#### SUPPLIED RECORDS

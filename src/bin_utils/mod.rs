//! Bootstraps [`crate::session`] for the `atm-session` binary: loads a bank
//! from CSV, replays a session script against it and prints the balances.

use std::io::{Read, Write};

use crate::{
    bank::{Bank, in_memory_bank::BankRegistry},
    session::{SessionController, SessionError},
};
use anyhow::{Context, Result};
use csv_parser::{CsvSessionParser, SessionStep, load_bank};
use csv_printer::{AccountBalance, print_balances};
use tracing::info;

pub mod csv_parser;
pub mod csv_printer;

pub struct Service<'w, R, S, W: 'w> {
    pub bank_input: R,
    pub session_input: S,
    pub output: &'w mut W,
    pub error_printer: Box<dyn FnMut(u64, SessionError)>,
}

impl<'w, R, S, W> Service<'w, R, S, W>
where
    R: Read,
    S: Read,
    W: Write + 'w,
{
    pub fn run(mut self) -> Result<()> {
        let bank = load_bank(self.bank_input).context("Failed to load bank directory")?;
        info!(cards = bank.len(), "bank directory loaded");

        let mut session = SessionController::new(&bank);
        for row in CsvSessionParser::new(self.session_input)? {
            let (line, step) = row?;
            if let Err(err) = apply_step(&mut session, step) {
                (self.error_printer)(line, err);
            }
        }
        session.remove_card();

        print_balances(self.output, balances(&bank))
    }
}

fn apply_step<B: Bank + ?Sized>(
    session: &mut SessionController<'_, B>,
    step: SessionStep,
) -> Result<(), SessionError> {
    match step {
        SessionStep::InsertCard(card) => session.insert_card(card),
        SessionStep::RemoveCard => {
            session.remove_card();
            Ok(())
        }
        SessionStep::EnterPin(pin) => session.enter_pin(&pin),
        SessionStep::SelectAccount(account) => session.select_account(&account),
        SessionStep::SeeBalance => {
            let balance = session.see_balance()?;
            info!(balance, "balance inquiry");
            Ok(())
        }
        SessionStep::Withdraw(amount) => {
            let dispensed = session.withdraw(amount)?;
            info!(dispensed, "cash dispensed");
            Ok(())
        }
        SessionStep::Deposit(amount) => session.deposit(amount).map(|_| ()),
    }
}

fn balances(bank: &BankRegistry) -> impl Iterator<Item = AccountBalance> {
    bank.cards().flat_map(|(card, dir)| {
        dir.balances()
            .into_iter()
            .map(move |(account, balance)| AccountBalance {
                card,
                account,
                balance,
            })
    })
}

########

> **YOUR TASK**
Read the entries and pick out all lines that include the word "self".

> **YOUR RESPONSE**
    pub fn run(mut self) -> Result<()> {
        let bank = load_bank(self.bank_input).context("Failed to load bank directory")?;
        for row in CsvSessionParser::new(self.session_input)? {
                (self.error_printer)(line, err);
        print_balances(self.output, balances(&bank))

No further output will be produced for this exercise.